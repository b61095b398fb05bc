//! Screen manager stage and the sinks it writes to.
//!
//! The screen manager is the only consumer of the screen buffer. It prints
//! every article verbatim and counts sentinels; after the sentinel from the
//! last co-editor it prints the sentinel text once and exits.

use crate::pipeline::buffer::BoundedBuffer;
use crate::pipeline::stage::Stage;
use crate::types::{Category, Message, SENTINEL_TEXT};
use crossbeam_channel::Sender;
use std::io::{self, Write};
use std::sync::Arc;

/// Where screen lines end up.
pub trait ScreenSink: Send + 'static {
    /// Show one line of output.
    fn show(&mut self, line: &str) -> io::Result<()>;
}

/// Writes each line to standard output, flushing per line.
#[derive(Debug, Default)]
pub struct StdoutSink;

impl ScreenSink for StdoutSink {
    fn show(&mut self, line: &str) -> io::Result<()> {
        let mut out = io::stdout().lock();
        writeln!(out, "{line}")?;
        out.flush()
    }
}

/// Sends each line over a channel, for embedding the pipeline elsewhere.
#[derive(Debug, Clone)]
pub struct ChannelSink {
    tx: Sender<String>,
}

impl ChannelSink {
    pub fn new(tx: Sender<String>) -> Self {
        Self { tx }
    }
}

impl ScreenSink for ChannelSink {
    fn show(&mut self, line: &str) -> io::Result<()> {
        self.tx
            .send(line.to_owned())
            .map_err(|_| io::Error::new(io::ErrorKind::BrokenPipe, "display receiver dropped"))
    }
}

#[derive(Debug, Clone, Default, PartialEq, Eq)]
pub struct ScreenReport {
    /// Articles handed to the display (the final sentinel line is not counted).
    pub displayed: u64,
    pub sentinels_received: usize,
    /// Lines the display failed to accept.
    pub write_errors: u64,
}

pub struct ScreenManagerNode<S: ScreenSink> {
    input: Arc<BoundedBuffer>,
    sink: S,
}

impl<S: ScreenSink> ScreenManagerNode<S> {
    pub fn new(input: Arc<BoundedBuffer>, sink: S) -> Self {
        Self { input, sink }
    }

    /// A failed write is logged once and then only counted. The manager
    /// keeps draining so the co-editors never stall on a full screen buffer.
    fn show(&mut self, line: &str, report: &mut ScreenReport) {
        if let Err(e) = self.sink.show(line) {
            if report.write_errors == 0 {
                tracing::error!("display write failed: {}", e);
            }
            report.write_errors += 1;
        }
    }
}

impl<S: ScreenSink> Stage for ScreenManagerNode<S> {
    type Report = ScreenReport;

    fn name(&self) -> String {
        "screen-manager".to_string()
    }

    fn run(mut self) -> ScreenReport {
        let mut report = ScreenReport::default();

        while report.sentinels_received < Category::COUNT {
            match self.input.remove() {
                Message::Done => report.sentinels_received += 1,
                Message::Text(text) => {
                    self.show(&text, &mut report);
                    report.displayed += 1;
                }
            }
        }
        self.show(SENTINEL_TEXT, &mut report);

        tracing::info!(displayed = report.displayed, "screen manager finished");
        report
    }
}

#[cfg(test)]
mod tests {
    use super::*;
    use crate::pipeline::stage;
    use crossbeam_channel::unbounded;

    struct Failing;

    impl ScreenSink for Failing {
        fn show(&mut self, _line: &str) -> io::Result<()> {
            Err(io::Error::new(io::ErrorKind::BrokenPipe, "closed"))
        }
    }

    #[test]
    fn test_prints_sentinel_once_after_three() {
        let input = Arc::new(BoundedBuffer::new("screen", 8).unwrap());
        input.insert(Message::text("producer 1 NEWS 0"));
        input.insert(Message::Done);
        input.insert(Message::text("producer 1 SPORTS 0"));
        input.insert(Message::Done);
        input.insert(Message::text("producer 2 WEATHER 0"));
        input.insert(Message::Done);

        let (tx, rx) = unbounded();
        let report = ScreenManagerNode::new(input, ChannelSink::new(tx)).run();

        let lines: Vec<String> = rx.try_iter().collect();
        assert_eq!(
            lines,
            vec![
                "producer 1 NEWS 0",
                "producer 1 SPORTS 0",
                "producer 2 WEATHER 0",
                "DONE"
            ]
        );
        assert_eq!(report.displayed, 3);
        assert_eq!(report.sentinels_received, 3);
    }

    #[test]
    fn test_waits_for_third_sentinel() {
        let input = Arc::new(BoundedBuffer::new("screen", 4).unwrap());
        input.insert(Message::Done);
        input.insert(Message::Done);

        let (tx, rx) = unbounded();
        let node = ScreenManagerNode::new(Arc::clone(&input), ChannelSink::new(tx));
        let handle = stage::spawn(node).unwrap();

        std::thread::sleep(std::time::Duration::from_millis(30));
        assert!(!handle.is_finished());
        assert!(rx.is_empty(), "sentinel must not print before the third arrives");

        input.insert(Message::Done);
        handle.join().unwrap();
        assert_eq!(rx.try_iter().collect::<Vec<_>>(), vec!["DONE".to_string()]);
    }

    #[test]
    fn test_keeps_draining_when_display_fails() {
        let input = Arc::new(BoundedBuffer::new("screen", 8).unwrap());
        input.insert(Message::text("producer 1 NEWS 0"));
        for _ in 0..3 {
            input.insert(Message::Done);
        }

        let report = ScreenManagerNode::new(Arc::clone(&input), Failing).run();
        assert_eq!(report.displayed, 1);
        assert_eq!(report.write_errors, 2);
        assert!(input.is_empty());
    }
}
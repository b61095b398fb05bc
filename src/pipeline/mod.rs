//! Multi-stage bounded-buffer pipeline.
//!
//! Articles flow from producer threads through a single dispatcher into three
//! category co-editors and finally to one screen manager. Every hop is a
//! [`BoundedBuffer`]; a full buffer blocks its inserter, which throttles the
//! stage upstream of it.
//!
//! # Architecture
//!
//! ```text
//! [Producer 1] ─► buf ─┐                 ┌─► SPORTS  ─► [Co-Editor] ─┐
//! [Producer 2] ─► buf ─┼─► [Dispatcher] ─┼─► NEWS    ─► [Co-Editor] ─┼─► screen ─► [Screen Manager]
//! [Producer N] ─► buf ─┘                 └─► WEATHER ─► [Co-Editor] ─┘
//! ```
//!
//! # Termination
//!
//! Each producer ends its stream with one sentinel. The dispatcher forwards
//! one sentinel per category once every producer is finished; each co-editor
//! forwards its sentinel to the screen buffer; the screen manager prints the
//! sentinel after it has seen all three.
//!
//! # Design
//!
//! - **One OS thread per stage**: `producers + 5` threads, see [`stage`].
//! - **No shared globals**: buffers are `Arc` handles moved into each stage.
//! - **Polling dispatcher**: non-blocking scan over producers, yielding when
//!   a whole pass finds nothing.

pub mod buffer;
pub mod error;
pub mod executor;
pub mod nodes;
pub mod semaphore;
pub mod stage;

pub use buffer::BoundedBuffer;
pub use error::{PipelineError, PipelineResult};
pub use executor::{Pipeline, PipelineBuilder, RunReport, RunningPipeline};
pub use nodes::{
    CategoryBuffers, ChannelSink, CoEditorNode, DispatchReport, DispatcherNode, EditReport,
    ProducerNode, ProducerReport, ScreenManagerNode, ScreenReport, ScreenSink, StdoutSink,
};
pub use semaphore::Semaphore;
pub use stage::{Stage, StageHandle};
//! Pipeline-specific error types.

use thiserror::Error;

/// Errors that can occur while assembling or running the pipeline.
#[derive(Error, Debug)]
pub enum PipelineError {
    #[error("Buffer '{buffer}' needs a capacity of at least 1")]
    ZeroCapacity { buffer: String },

    #[error("Failed to spawn stage '{stage}': {source}")]
    Spawn {
        stage: String,
        #[source]
        source: std::io::Error,
    },

    #[error("Stage '{stage}' panicked")]
    StagePanicked { stage: String },
}

pub type PipelineResult<T> = std::result::Result<T, PipelineError>;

● WHAT TO PRODUCE
Give back the entire listing verbatim.

● ANSWER SECTION
repository b61095b398fb05bc
//! Screen manager stage and the sinks it writes to.
//!
//! The screen manager is the only consumer of the screen buffer. It prints
//! every article verbatim and counts sentinels; after the sentinel from the
//! last co-editor it prints the sentinel text once and exits.

use crate::pipeline::buffer::BoundedBuffer;
use crate::pipeline::stage::Stage;
use crate::types::{Category, Message, SENTINEL_TEXT};
use crossbeam_channel::Sender;
use std::io::{self, Write};
use std::sync::Arc;

/// Where screen lines end up.
pub trait ScreenSink: Send + 'static {
    /// Show one line of output.
    fn show(&mut self, line: &str) -> io::Result<()>;
}

/// Writes each line to standard output, flushing per line.
#[derive(Debug, Default)]
pub struct StdoutSink;

impl ScreenSink for StdoutSink {
    fn show(&mut self, line: &str) -> io::Result<()> {
        let mut out = io::stdout().lock();
        writeln!(out, "{line}")?;
        out.flush()
    }
}

/// Sends each line over a channel, for embedding the pipeline elsewhere.
#[derive(Debug, Clone)]
pub struct ChannelSink {
    tx: Sender<String>,
}

impl ChannelSink {
    pub fn new(tx: Sender<String>) -> Self {
        Self { tx }
    }
}

impl ScreenSink for ChannelSink {
    fn show(&mut self, line: &str) -> io::Result<()> {
        self.tx
            .send(line.to_owned())
            .map_err(|_| io::Error::new(io::ErrorKind::BrokenPipe, "display receiver dropped"))
    }
}

#[derive(Debug, Clone, Default, PartialEq, Eq)]
pub struct ScreenReport {
    /// Articles handed to the display (the final sentinel line is not counted).
    pub displayed: u64,
    pub sentinels_received: usize,
    /// Lines the display failed to accept.
    pub write_errors: u64,
}

pub struct ScreenManagerNode<S: ScreenSink> {
    input: Arc<BoundedBuffer>,
    sink: S,
}

impl<S: ScreenSink> ScreenManagerNode<S> {
    pub fn new(input: Arc<BoundedBuffer>, sink: S) -> Self {
        Self { input, sink }
    }

    /// A failed write is logged once and then only counted. The manager
    /// keeps draining so the co-editors never stall on a full screen buffer.
    fn show(&mut self, line: &str, report: &mut ScreenReport) {
        if let Err(e) = self.sink.show(line) {
            if report.write_errors == 0 {
                tracing::error!("display write failed: {}", e);
            }
            report.write_errors += 1;
        }
    }
}

impl<S: ScreenSink> Stage for ScreenManagerNode<S> {
    type Report = ScreenReport;

    fn name(&self) -> String {
        "screen-manager".to_string()
    }

    fn run(mut self) -> ScreenReport {
        let mut report = ScreenReport::default();

        while report.sentinels_received < Category::COUNT {
            match self.input.remove() {
                Message::Done => report.sentinels_received += 1,
                Message::Text(text) => {
                    self.show(&text, &mut report);
                    report.displayed += 1;
                }
            }
        }
        self.show(SENTINEL_TEXT, &mut report);

        tracing::info!(displayed = report.displayed, "screen manager finished");
        report
    }
}

#[cfg(test)]
mod tests {
    use super::*;
    use crate::pipeline::stage;
    use crossbeam_channel::unbounded;

    struct Failing;

    impl ScreenSink for Failing {
        fn show(&mut self, _line: &str) -> io::Result<()> {
            Err(io::Error::new(io::ErrorKind::BrokenPipe, "closed"))
        }
    }

    #[test]
    fn test_prints_sentinel_once_after_three() {
        let input = Arc::new(BoundedBuffer::new("screen", 8).unwrap());
        input.insert(Message::text("producer 1 NEWS 0"));
        input.insert(Message::Done);
        input.insert(Message::text("producer 1 SPORTS 0"));
        input.insert(Message::Done);
        input.insert(Message::text("producer 2 WEATHER 0"));
        input.insert(Message::Done);

        let (tx, rx) = unbounded();
        let report = ScreenManagerNode::new(input, ChannelSink::new(tx)).run();

        let lines: Vec<String> = rx.try_iter().collect();
        assert_eq!(
            lines,
            vec![
                "producer 1 NEWS 0",
                "producer 1 SPORTS 0",
                "producer 2 WEATHER 0",
                "DONE"
            ]
        );
        assert_eq!(report.displayed, 3);
        assert_eq!(report.sentinels_received, 3);
    }

    #[test]
    fn test_waits_for_third_sentinel() {
        let input = Arc::new(BoundedBuffer::new("screen", 4).unwrap());
        input.insert(Message::Done);
        input.insert(Message::Done);

        let (tx, rx) = unbounded();
        let node = ScreenManagerNode::new(Arc::clone(&input), ChannelSink::new(tx));
        let handle = stage::spawn(node).unwrap();

        std::thread::sleep(std::time::Duration::from_millis(30));
        assert!(!handle.is_finished());
        assert!(rx.is_empty(), "sentinel must not print before the third arrives");

        input.insert(Message::Done);
        handle.join().unwrap();
        assert_eq!(rx.try_iter().collect::<Vec<_>>(), vec!["DONE".to_string()]);
    }

    #[test]
    fn test_keeps_draining_when_display_fails() {
        let input = Arc::new(BoundedBuffer::new("screen", 8).unwrap());
        input.insert(Message::text("producer 1 NEWS 0"));
        for _ in 0..3 {
            input.insert(Message::Done);
        }

        let report = ScreenManagerNode::new(Arc::clone(&input), Failing).run();
        assert_eq!(report.displayed, 1);
        assert_eq!(report.write_errors, 2);
        assert!(input.is_empty());
    }
}
repository b61095b398fb05bc
filename src/pipeline/mod.rs
//! Multi-stage bounded-buffer pipeline.
//!
//! Articles flow from producer threads through a single dispatcher into three
//! category co-editors and finally to one screen manager. Every hop is a
//! [`BoundedBuffer`]; a full buffer blocks its inserter, which throttles the
//! stage upstream of it.
//!
//! # Architecture
//!
//! ```text
//! [Producer 1] ─► buf ─┐                 ┌─► SPORTS  ─► [Co-Editor] ─┐
//! [Producer 2] ─► buf ─┼─► [Dispatcher] ─┼─► NEWS    ─► [Co-Editor] ─┼─► screen ─► [Screen Manager]
//! [Producer N] ─► buf ─┘                 └─► WEATHER ─► [Co-Editor] ─┘
//! ```
//!
//! # Termination
//!
//! Each producer ends its stream with one sentinel. The dispatcher forwards
//! one sentinel per category once every producer is finished; each co-editor
//! forwards its sentinel to the screen buffer; the screen manager prints the
//! sentinel after it has seen all three.
//!
//! # Design
//!
//! - **One OS thread per stage**: `producers + 5` threads, see [`stage`].
//! - **No shared globals**: buffers are `Arc` handles moved into each stage.
//! - **Polling dispatcher**: non-blocking scan over producers, yielding when
//!   a whole pass finds nothing.

pub mod buffer;
pub mod error;
pub mod executor;
pub mod nodes;
pub mod semaphore;
pub mod stage;

pub use buffer::BoundedBuffer;
pub use error::{PipelineError, PipelineResult};
pub use executor::{Pipeline, PipelineBuilder, RunReport, RunningPipeline};
pub use nodes::{
    CategoryBuffers, ChannelSink, CoEditorNode, DispatchReport, DispatcherNode, EditReport,
    ProducerNode, ProducerReport, ScreenManagerNode, ScreenReport, ScreenSink, StdoutSink,
};
pub use semaphore::Semaphore;
pub use stage::{Stage, StageHandle};
//! Pipeline-specific error types.

use thiserror::Error;

/// Errors that can occur while assembling or running the pipeline.
#[derive(Error, Debug)]
pub enum PipelineError {
    #[error("Buffer '{buffer}' needs a capacity of at least 1")]
    ZeroCapacity { buffer: String },

    #[error("Failed to spawn stage '{stage}': {source}")]
    Spawn {
        stage: String,
        #[source]
        source: std::io::Error,
    },

    #[error("Stage '{stage}' panicked")]
    StagePanicked { stage: String },
}

pub type PipelineResult<T> = std::result::Result<T, PipelineError>;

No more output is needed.